Our first stop was at the Cloud Mountain Farm Center, a nonprofit teaching farm dedicated to building knowledge, experience, and community to expand dynamic local food systems. We had a tour from Danielle Humphries, an intern learning how to farm and working towards starting a farm of her own that can help Christians make connections between faith, food, and soil (you can read her story HERE).


“I often discover deep spiritual connections between being called to be a caretaker of the earth and my discipleship as a follower of Jesus.”               – Danielle Humphries

From Cloud Mountain we crossed the border and arrived at the Brooksdale Environmental Center, one of the most dynamic Christian environmental centers in North America. Brooksdale's 18-acre property is a living lab comprised of forests, a threatened river system, organic gardens, and heritage houses. We were given a tour by Leah Kostamo, one of the founders of Brooksdale and the author of Planted, a memoir about creation, calling, and community. Later that evening we heard from Rebecca Conner, who assisted with the trip and is an Environmental Studies major at North Park University.
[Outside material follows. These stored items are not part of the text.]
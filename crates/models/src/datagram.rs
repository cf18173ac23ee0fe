use std::net::IpAddr;

use serde::Deserialize;

use crate::error::{OrbitalError, Result};
use crate::events::Event;

/// Platform reported for address-keyed datagrams that do not name one.
pub const DEFAULT_PLATFORM: &str = "other";

/// A decoded inbound payload.
///
/// Producers use one of two conventions. The primary one carries a fully
/// resolved event; the compatibility one carries the client address and
/// leaves geolocation to the server.
#[derive(Debug, Clone, PartialEq)]
pub enum Datagram {
    /// `[latitude, longitude, timestamp_ms, "platform"]`
    Located(Event),
    /// `{"ip": "203.0.113.7", "platform": "python"}`
    Addressed { address: IpAddr, platform: String },
}

#[derive(Deserialize)]
#[serde(untagged)]
enum RawDatagram {
    Located(Event),
    Addressed {
        ip: String,
        #[serde(default)]
        platform: Option<String>,
    },
}

impl Datagram {
    /// Decode a single datagram payload. Any failure means the payload is
    /// dropped by the caller.
    pub fn decode(payload: &[u8]) -> Result<Self> {
        let payload = payload.trim_ascii();
        if payload.is_empty() {
            return Err(OrbitalError::Decode("empty payload".to_string()));
        }

        let raw: RawDatagram = serde_json::from_slice(payload)
            .map_err(|e| OrbitalError::Decode(e.to_string()))?;

        match raw {
            RawDatagram::Located(event) => Ok(Self::Located(event)),
            RawDatagram::Addressed { ip, platform } => {
                let address = ip
                    .trim()
                    .parse::<IpAddr>()
                    .map_err(|_| OrbitalError::InvalidAddress(ip.clone()))?;

                Ok(Self::Addressed {
                    address,
                    platform: normalize_platform(platform.as_deref()),
                })
            }
        }
    }

    pub fn platform(&self) -> &str {
        match self {
            Self::Located(event) => &event.platform,
            Self::Addressed { platform, .. } => platform,
        }
    }
}

fn normalize_platform(platform: Option<&str>) -> String {
    match platform.map(str::trim) {
        Some(name) if !name.is_empty() => name.to_lowercase(),
        _ => DEFAULT_PLATFORM.to_string(),
    }
}

#[cfg(test)]
mod tests {
    use super::*;
    use proptest::prelude::*;

    #[test]
    fn test_decode_located() {
        let datagram = Datagram::decode(br#"[37.77,-122.41,1000,"python"]"#).unwrap();

        match datagram {
            Datagram::Located(event) => {
                assert_eq!(event.latitude, 37.77);
                assert_eq!(event.longitude, -122.41);
                assert_eq!(event.timestamp_ms, 1000);
                assert_eq!(event.platform, "python");
            }
            other => panic!("expected located datagram, got {other:?}"),
        }
    }

    #[test]
    fn test_decode_addressed() {
        let datagram = Datagram::decode(br#"{"ip": "8.8.8.8", "platform": "PHP"}"#).unwrap();

        assert_eq!(
            datagram,
            Datagram::Addressed {
                address: "8.8.8.8".parse().unwrap(),
                platform: "php".to_string(),
            }
        );
    }

    #[test]
    fn test_addressed_platform_defaults_to_other() {
        for payload in [&br#"{"ip": "10.0.0.1"}"#[..], br#"{"ip": "10.0.0.1", "platform": ""}"#] {
            let datagram = Datagram::decode(payload).unwrap();
            assert_eq!(datagram.platform(), DEFAULT_PLATFORM);
        }
    }

    #[test]
    fn test_decode_tolerates_trailing_newline() {
        assert!(Datagram::decode(b"[1,2,3,\"go\"]\n").is_ok());
    }

    #[test]
    fn test_malformed_payloads_rejected() {
        let cases: [&[u8]; 8] = [
            b"",
            b"   ",
            b"not json",
            b"[1,2,3]",
            b"[1,2,\"x\",\"go\"]",
            b"{\"ip\": \"not-an-address\"}",
            b"{\"platform\": \"go\"}",
            &[0xff, 0xfe, 0x00, 0x80],
        ];

        for payload in cases {
            assert!(Datagram::decode(payload).is_err(), "accepted {payload:?}");
        }
    }

    proptest! {
        #[test]
        fn decode_never_panics(payload in proptest::collection::vec(any::<u8>(), 0..256)) {
            let _ = Datagram::decode(&payload);
        }

        #[test]
        fn decode_accepts_any_valid_coordinates(
            lat in -90.0f64..=90.0,
            lon in -180.0f64..=180.0,
            ts in 0i64..4_000_000_000_000,
            platform in "[a-z]{1,12}",
        ) {
            let payload = format!("[{lat},{lon},{ts},\"{platform}\"]");
            let datagram = Datagram::decode(payload.as_bytes()).unwrap();
            prop_assert_eq!(datagram.platform(), platform.as_str());
        }
    }
}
"Even the smallest actions for creation care have implications for the web that makes up our larger home.”                               – Leah Kostomo

On day two we drove down to Camano Island Coffee Roasters, a social enterprise that helps small farmers grow great coffee, become self-sustaining, and care for their land. We toured their roasting facility and heard from the founder, Jeff Ericson.


A good social enterprise is a system or a structure of different groups working together all while dedicated to solving the social, economic, and environmental problems that have long plagued humankind, like hunger, homelessness, disease and ignorance.”  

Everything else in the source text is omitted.